Once the worst of the Depression was over, however, the station wagon’s popularity began to grow as it began to take on more duties than just working for the railroads. They could also be found at wealthy estates, hotels, country clubs, and national parks and while not everyone could afford them, they began to attract a small but growing audience, and more auto makers decided to get in on the action. Plymouth was Ford’s first major challenger, in 1934, and would usually run a distant second to Ford in station wagon sales through the Forties. Pontiac and Studebaker both signed up in 1937, followed by Dodge in 1938 (for one year only, until 1949); Chevrolet in 1939; Buick, Oldsmobile, Packard and Willys in 1940; and Mercury, Hudson and Chrysler in 1941. Hercules and Ionia were usually called on to build the GM bodies, while U.S. Body & Forging provided them for Plymouths.

The earliest woodies were usually listed by the respective manufacturers as commercial vehicles, more closely related to trucks than automobiles. They typically had fabric-covered roofs and snap-in curtains, instead of glass, for all windows except the windshield. The curtains were no picnic. They weren’t very durable, nor were they easy to see out of, and owners had the unenviable task of installing and removing each one individually. By 1940 all woodies would have, or at least offer, glass all around.

After the wartime blackout period, auto makers continued to build woodie wagons when civilian vehicle production resumed in late 1945 for the 1946 model year, with most makes continuing their 1942 designs. A few, most notably Ford, Mercury, Chrysler and Nash, even offered sedans and/or convertibles as woodies for a brief period. When the first postwar designs began to appear in the late Forties, the trend for woodies would be to more limited amounts of wood. Chrysler’s 1941 Town & Country wagons gave a hint of this trend, being the first to be built with a steel roof. Packard followed suit in 1948 when it introduced its Station Sedan, confining wooden components to doors, window outlines and tailgate; it would return two more years before disappearing.

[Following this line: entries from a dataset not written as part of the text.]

//! Grouped counts over the canonical table.

use std::collections::{BTreeMap, BTreeSet};

use chrono::Datelike as _;
use crime_dash_analytics_models::{CategoryCount, NeighborhoodAggregate, TimeSeriesPoint};
use crime_dash_crime_models::CanonicalTable;

use crate::risk::classify;

/// Groups records by `(Bairro_norm, Bairro)` and assigns risk tiers.
///
/// Output is ordered by the group key. `tipos` counts distinct incident
/// types, the empty type included.
#[must_use]
pub fn neighborhoods(table: &CanonicalTable) -> Vec<NeighborhoodAggregate> {
    let mut groups: BTreeMap<(&str, &str), (u64, BTreeSet<&str>)> = BTreeMap::new();

    for record in table.records() {
        let entry = groups
            .entry((record.bairro_norm.as_str(), record.bairro.as_str()))
            .or_default();
        entry.0 += 1;
        entry.1.insert(record.natureza.as_str());
    }

    let totals: Vec<u64> = groups.values().map(|(total, _)| *total).collect();
    let risks = classify(&totals);

    groups
        .into_iter()
        .zip(risks)
        .map(
            |(((bairro_norm, bairro), (total_crimes, tipos)), risco)| NeighborhoodAggregate {
                bairro_norm: bairro_norm.to_owned(),
                bairro: bairro.to_owned(),
                total_crimes,
                tipos: tipos.len() as u64,
                risco,
            },
        )
        .collect()
}

/// The `limit` neighborhoods with the most incidents, highest first.
///
/// Ties keep their key order.
#[must_use]
pub fn top_neighborhoods(
    aggregates: &[NeighborhoodAggregate],
    limit: usize,
) -> Vec<NeighborhoodAggregate> {
    let mut ranked = aggregates.to_vec();
    ranked.sort_by(|a, b| b.total_crimes.cmp(&a.total_crimes));
    ranked.truncate(limit);
    ranked
}

/// Incident counts per type, highest first. Ties keep alphabetical order.
#[must_use]
pub fn by_type(table: &CanonicalTable) -> Vec<CategoryCount> {
    let mut counts: BTreeMap<&str, u64> = BTreeMap::new();
    for record in table.records() {
        *counts.entry(record.natureza.as_str()).or_default() += 1;
    }

    let mut ranked: Vec<CategoryCount> = counts
        .into_iter()
        .map(|(natureza, total)| CategoryCount {
            natureza: natureza.to_owned(),
            total,
        })
        .collect();
    ranked.sort_by(|a, b| b.total.cmp(&a.total));
    ranked
}

/// Monthly incident counts in ascending order. Undated records are skipped.
#[must_use]
pub fn monthly_timeline(table: &CanonicalTable) -> Vec<TimeSeriesPoint> {
    let mut months: BTreeMap<(i32, u32), u64> = BTreeMap::new();
    for date in table.records().iter().filter_map(|r| r.data) {
        *months.entry((date.year(), date.month())).or_default() += 1;
    }

    months
        .into_iter()
        .map(|((year, month), count)| TimeSeriesPoint {
            period: format!("{year:04}-{month:02}"),
            count,
        })
        .collect()
}
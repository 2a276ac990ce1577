//! Conjunctive filtering of the canonical table.

use std::collections::BTreeSet;

use crime_dash_analytics_models::{FilterOptions, FilterSelection};
use crime_dash_crime_models::{CanonicalRecord, CanonicalTable};

/// Whether a record passes every active filter dimension.
#[must_use]
pub fn matches(record: &CanonicalRecord, selection: &FilterSelection) -> bool {
    (selection.naturezas.is_empty() || selection.naturezas.contains(&record.natureza))
        && (selection.bairros.is_empty() || selection.bairros.contains(&record.bairro))
        && selection.date_range.contains(record.data)
}

/// Returns the records of `table` that match `selection`, in order.
#[must_use]
pub fn apply(table: &CanonicalTable, selection: &FilterSelection) -> CanonicalTable {
    if selection.is_unfiltered() {
        return table.clone();
    }

    let filtered = table.filtered(|r| matches(r, selection));
    log::debug!(
        "Filter kept {} of {} record(s)",
        filtered.len(),
        table.len()
    );
    filtered
}

/// Collects the values available for each filter dimension.
#[must_use]
pub fn options(table: &CanonicalTable) -> FilterOptions {
    let mut naturezas = BTreeSet::new();
    let mut bairros = BTreeSet::new();

    for record in table.records() {
        naturezas.insert(record.natureza.as_str());
        bairros.insert(record.bairro.as_str());
    }

    let dates = table.records().iter().filter_map(|r| r.data);

    FilterOptions {
        naturezas: naturezas.into_iter().map(ToOwned::to_owned).collect(),
        bairros: bairros.into_iter().map(ToOwned::to_owned).collect(),
        min_date: dates.clone().min(),
        max_date: dates.max(),
    }
}

#[cfg(test)]
mod tests {
    use super::*;
    use chrono::NaiveDate;
    use crime_dash_analytics_models::DateRange;

    fn d(y: i32, m: u32, day: u32) -> NaiveDate {
        NaiveDate::from_ymd_opt(y, m, day).unwrap()
    }

    fn record(bairro: &str, natureza: &str, data: Option<NaiveDate>) -> CanonicalRecord {
        CanonicalRecord {
            municipio: "CURITIBA".to_string(),
            bairro: bairro.to_string(),
            natureza: natureza.to_string(),
            dia_semana: String::new(),
            hora: String::new(),
            data,
            bairro_norm: bairro.to_uppercase(),
            passthrough: Vec::new(),
        }
    }

    fn table() -> CanonicalTable {
        CanonicalTable::new(
            Vec::new(),
            vec![
                record("Centro", "FURTO", Some(d(2021, 1, 10))),
                record("Centro", "ROUBO", Some(d(2021, 2, 10))),
                record("Cajuru", "FURTO", None),
                record("Batel", "ROUBO", Some(d(2021, 3, 10))),
            ],
        )
    }

    #[test]
    fn empty_selection_keeps_everything() {
        assert_eq!(apply(&table(), &FilterSelection::default()).len(), 4);
    }

    #[test]
    fn dimensions_combine_with_and() {
        let selection = FilterSelection {
            naturezas: ["FURTO".to_string()].into(),
            bairros: ["Centro".to_string(), "Cajuru".to_string()].into(),
            date_range: DateRange::default(),
        };
        let out = apply(&table(), &selection);
        assert_eq!(out.len(), 2);
        assert!(out.records().iter().all(|r| r.natureza == "FURTO"));
    }

    #[test]
    fn date_range_excludes_undated_records() {
        let selection = FilterSelection {
            date_range: DateRange::new(Some(d(2021, 1, 1)), Some(d(2021, 2, 10))),
            ..FilterSelection::default()
        };
        let out = apply(&table(), &selection);
        assert_eq!(out.len(), 2);
        assert!(out.records().iter().all(|r| r.data.is_some()));
    }

    #[test]
    fn open_ended_date_range() {
        let selection = FilterSelection {
            date_range: DateRange::new(Some(d(2021, 2, 1)), None),
            ..FilterSelection::default()
        };
        assert_eq!(apply(&table(), &selection).len(), 2);
    }

    #[test]
    fn options_are_sorted_and_distinct() {
        let opts = options(&table());
        assert_eq!(opts.naturezas, vec!["FURTO", "ROUBO"]);
        assert_eq!(opts.bairros, vec!["Batel", "Cajuru", "Centro"]);
        assert_eq!(opts.min_date, Some(d(2021, 1, 10)));
        assert_eq!(opts.max_date, Some(d(2021, 3, 10)));
    }

    #[test]
    fn options_without_dates() {
        let t = CanonicalTable::new(Vec::new(), vec![record("Centro", "FURTO", None)]);
        let opts = options(&t);
        assert_eq!(opts.min_date, None);
        assert_eq!(opts.max_date, None);
    }
}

The 1949 woodies from the "Big three" companies were designed in like fashion. Ford was the first of the three with all-new styling, releasing its 1949 Fords and Mercurys in June 1948; in fact, both makes even got a whole new body style, one with two doors instead of four. These woodies actually had all-steel bodies with the wooden components grafted onto the body. This style continued for 1950, the final year the Iron Mountain facility would build the wagon bodies, with Ford adopting its famous Country Squire nameplate for the first time. The 1951 models, with bodies supplied by Ionia, were the final genuine woodies that Dearborn would produce. Ford’s restyled 1952-53 Country Squire (a four-door model) used simulated wood decals with genuine wood framing, but this was replaced by fiberglass on the ‘54 models.


In announcing the new Model A for 1928, Ford also decided to manufacture its own station wagon bodies. Ford owned thousands of acres of ahs and maple trees around their Iron Mountain, Michigan plant, which was started in 1920 to make wooden parts for the Model T. After cutting and shaping operations at Iron Mountain, the maple station wagon body frames were shipped to Murray Body Company in Detroit, Michigan or Baker-Raulang in Cleveland, Ohio for final assembly. 

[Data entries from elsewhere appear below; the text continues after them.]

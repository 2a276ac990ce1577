#![cfg_attr(feature = "fail-on-warnings", deny(warnings))]
#![warn(clippy::all, clippy::pedantic, clippy::nursery, clippy::cargo)]
#![allow(clippy::multiple_crate_versions, clippy::cargo_common_metadata)]

//! Actix-Web API server for the crime dashboard.
//!
//! Every request recomputes the dashboard from the current incident table
//! and the requested filters. The incident table comes from the most
//! recent upload, or from the configured default CSV when nothing has been
//! uploaded. Parsed tables and boundaries are memoized in [`cache`] keyed
//! by their source; nothing else is kept between requests.

pub mod cache;
pub mod config;
mod handlers;
pub mod interactive;

use std::path::Path;
use std::sync::{Arc, Mutex, MutexGuard, PoisonError};

use actix_cors::Cors;
use actix_files::Files;
use actix_web::{App, HttpServer, middleware, web};
use crime_dash_ingest::{IngestError, IngestReport, Ingested};
use crime_dash_neighborhood_models::BoundaryRecord;
use crime_dash_server_models::ApiSource;
use thiserror::Error;

use crate::cache::{LoadCache, SourceKey};
use crate::config::{ConfigError, DashboardConfig};

/// Shown when there is no upload and no default incident file.
pub const NO_SOURCE_MESSAGE: &str = "Nenhum CSV encontrado. Envie um arquivo para começar.";

/// Remediation hint shown when the map cannot be built.
pub const MAP_HINT: &str =
    "Verifique se o GeoJSON tem o nome do bairro em alguma coluna (ex: nome, bairro).";

/// Errors that end a request.
#[derive(Debug, Error)]
pub enum ServerError {
    /// Configuration could not be loaded.
    #[error(transparent)]
    Config(#[from] ConfigError),

    /// The incident file could not be read.
    #[error("Falha ao ler o CSV: {0}")]
    Ingest(#[from] IngestError),

    /// No upload and no default incident file.
    #[error("Nenhum CSV encontrado. Envie um arquivo para começar.")]
    NoSource,

    /// Every row was dropped during cleanup.
    #[error("{}", .report.diagnostic())]
    EmptyTable {
        /// The report of the ingestion that came up empty.
        report: IngestReport,
    },
}

/// The most recently uploaded incident file.
#[derive(Debug, Clone)]
pub struct Upload {
    /// Content key of `bytes`.
    pub key: SourceKey,
    /// Name the client gave the file.
    pub file_name: String,
    /// The raw CSV, kept so it can be re-parsed after invalidation.
    pub bytes: Arc<[u8]>,
}

/// The incident table a request works on.
#[derive(Debug, Clone)]
pub struct CurrentIncidents {
    /// The parsed table and its ingest report.
    pub ingested: Arc<Ingested>,
    /// Upload file name or configured path.
    pub name: String,
    /// Whether the table came from an upload.
    pub uploaded: bool,
}

impl CurrentIncidents {
    /// Describes the source for API responses.
    #[must_use]
    pub fn source(&self) -> ApiSource {
        let report = &self.ingested.report;
        ApiSource {
            name: self.name.clone(),
            uploaded: self.uploaded,
            rows_read: report.rows_read as u64,
            rows_dropped: report.rows_dropped as u64,
            date_strategy: report.date_strategy.as_str().to_string(),
        }
    }
}

/// Shared application state.
#[derive(Debug)]
pub struct AppState {
    /// Loaded configuration.
    pub config: DashboardConfig,
    /// Parsed incident tables.
    pub incidents: LoadCache<Ingested>,
    /// Parsed boundary files.
    pub boundaries: LoadCache<Vec<BoundaryRecord>>,
    upload: Mutex<Option<Upload>>,
}

impl AppState {
    /// Creates state with empty caches and no upload.
    #[must_use]
    pub fn new(config: DashboardConfig) -> Self {
        Self {
            config,
            incidents: LoadCache::new(),
            boundaries: LoadCache::new(),
            upload: Mutex::new(None),
        }
    }

    fn upload_slot(&self) -> MutexGuard<'_, Option<Upload>> {
        self.upload.lock().unwrap_or_else(PoisonError::into_inner)
    }

    /// The active upload, if any.
    #[must_use]
    pub fn upload(&self) -> Option<Upload> {
        self.upload_slot().clone()
    }

    /// Replaces the active upload and returns its content key and parsed
    /// table.
    ///
    /// The previous upload's cache entry is invalidated.
    ///
    /// # Errors
    ///
    /// Returns [`ServerError::Ingest`] if the bytes are not a readable CSV.
    /// The previous upload stays active in that case.
    pub fn set_upload(
        &self,
        file_name: String,
        bytes: Vec<u8>,
    ) -> Result<(SourceKey, CurrentIncidents), ServerError> {
        let key = SourceKey::for_content(&bytes);
        let bytes: Arc<[u8]> = Arc::from(bytes);
        let ingested = self
            .incidents
            .get_or_try_load(&key, || crime_dash_ingest::ingest_bytes(&bytes))?;

        let previous = self.upload_slot().replace(Upload {
            key: key.clone(),
            file_name: file_name.clone(),
            bytes,
        });
        if let Some(previous) = previous.filter(|p| p.key != key) {
            self.incidents.invalidate(&previous.key);
        }

        log::info!(
            "Upload {file_name} accepted: {} of {} row(s) kept",
            ingested.report.rows_kept(),
            ingested.report.rows_read
        );

        Ok((
            key,
            CurrentIncidents {
                ingested,
                name: file_name,
                uploaded: true,
            },
        ))
    }

    /// Drops the active upload, falling back to the default file. Returns
    /// whether an upload was active.
    pub fn clear_upload(&self) -> bool {
        let previous = self.upload_slot().take();
        if let Some(previous) = &previous {
            self.incidents.invalidate(&previous.key);
        }
        previous.is_some()
    }

    /// Resolves the incident table for this request.
    ///
    /// # Errors
    ///
    /// * [`ServerError::NoSource`] if there is no upload and no default file
    /// * [`ServerError::Ingest`] if the file cannot be read
    /// * [`ServerError::EmptyTable`] if cleanup dropped every row
    pub fn current_incidents(&self) -> Result<CurrentIncidents, ServerError> {
        let current = if let Some(upload) = self.upload() {
            let ingested = self.incidents.get_or_try_load(&upload.key, || {
                crime_dash_ingest::ingest_bytes(&upload.bytes)
            })?;
            CurrentIncidents {
                ingested,
                name: upload.file_name,
                uploaded: true,
            }
        } else {
            let path = self.config.data.incidents_csv.as_path();
            if !path.is_file() {
                return Err(ServerError::NoSource);
            }
            let ingested = self
                .incidents
                .get_or_try_load(&SourceKey::for_path(path), || {
                    crime_dash_ingest::ingest_file(path)
                })?;
            CurrentIncidents {
                ingested,
                name: path.display().to_string(),
                uploaded: false,
            }
        };

        if current.ingested.table.is_empty() {
            return Err(ServerError::EmptyTable {
                report: current.ingested.report.clone(),
            });
        }

        Ok(current)
    }

    /// Loads the configured boundaries, or `None` when the file is absent.
    ///
    /// # Errors
    ///
    /// Returns the load error if the file exists but cannot be parsed.
    pub fn boundaries(
        &self,
    ) -> Result<Option<Arc<Vec<BoundaryRecord>>>, crime_dash_neighborhood::NeighborhoodError> {
        let path: &Path = &self.config.data.boundaries_geojson;
        if !path.is_file() {
            return Ok(None);
        }
        self.boundaries
            .get_or_try_load(&SourceKey::for_path(path), || {
                crime_dash_neighborhood::boundaries::load(path).map(Option::unwrap_or_default)
            })
            .map(Some)
    }
}

/// Registers the `/api` routes.
pub fn configure_api(cfg: &mut web::ServiceConfig) {
    cfg.service(
        web::scope("/api")
            .route("/health", web::get().to(handlers::health))
            .route("/options", web::get().to(handlers::options))
            .route("/dashboard", web::get().to(handlers::dashboard))
            .route("/map", web::get().to(handlers::map))
            .route("/export", web::get().to(handlers::export))
            .route("/upload", web::post().to(handlers::upload))
            .route("/upload", web::delete().to(handlers::reset_upload)),
    );
}

/// Starts the crime dashboard API server.
///
/// This is a regular async function; the caller provides the runtime (e.g.
/// via `#[actix_web::main]`).
///
/// # Errors
///
/// Returns an `std::io::Result` error if the HTTP server fails to bind or
/// encounters a runtime error.
#[allow(clippy::future_not_send)]
pub async fn run_server(config: DashboardConfig) -> std::io::Result<()> {
    let bind_addr = config.server.bind_addr.clone();
    let port = config.server.port;
    let static_dir = config.server.static_dir.clone();
    let max_upload = config.server.max_upload_bytes;

    if !config.data.incidents_csv.is_file() {
        log::warn!(
            "Default incident file {} not found; waiting for an upload",
            config.data.incidents_csv.display()
        );
    }

    let state = web::Data::new(AppState::new(config));

    log::info!("Starting server on {bind_addr}:{port}");

    HttpServer::new(move || {
        let cors = Cors::permissive();

        let app = App::new()
            .wrap(cors)
            .wrap(middleware::Logger::default())
            .app_data(state.clone())
            .app_data(web::PayloadConfig::new(max_upload))
            .configure(configure_api);

        // Serve frontend static files (production)
        if static_dir.is_dir() {
            app.service(Files::new("/", &static_dir).index_file("index.html"))
        } else {
            app
        }
    })
    .bind((bind_addr, port))?
    .run()
    .await
}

For 1932 Ford contracted with the Mingle Co. of Louisville, Kentucky to supply the wood for its new Model B Suburban bodys. The old assembly contract with Baker-Raulang was dropped in favor of a new one with Ford favorite, Briggs of Detroit. Murray also continued to assemble the wagons as before, the parts just came from Mingle instead of Ford's Iron Mountain forests.

For 1935, Ford reverted to its Iron Mountain subsidiary for its wood station wagons, and ended its three year experiment with Mingle Co. Murray's Detroit plant  was now the only concern assembling Ford's wooden wagons.

In 1937 Ford ended its wagon assembly contract with Murray and began assembly of all wood-framed station wagons at the Iron Mountain facility.

During WWII, Ford produced gliders made of pine and balsa wood at the Iron Mountain facility. They were sent disassembled in large boxes on transport ships and assembled at air bases in Europe. Remarkably these large single-use engineless vehicles were towed behind bombers and helped transport troops and supplies to forward battlefields in the European theatre.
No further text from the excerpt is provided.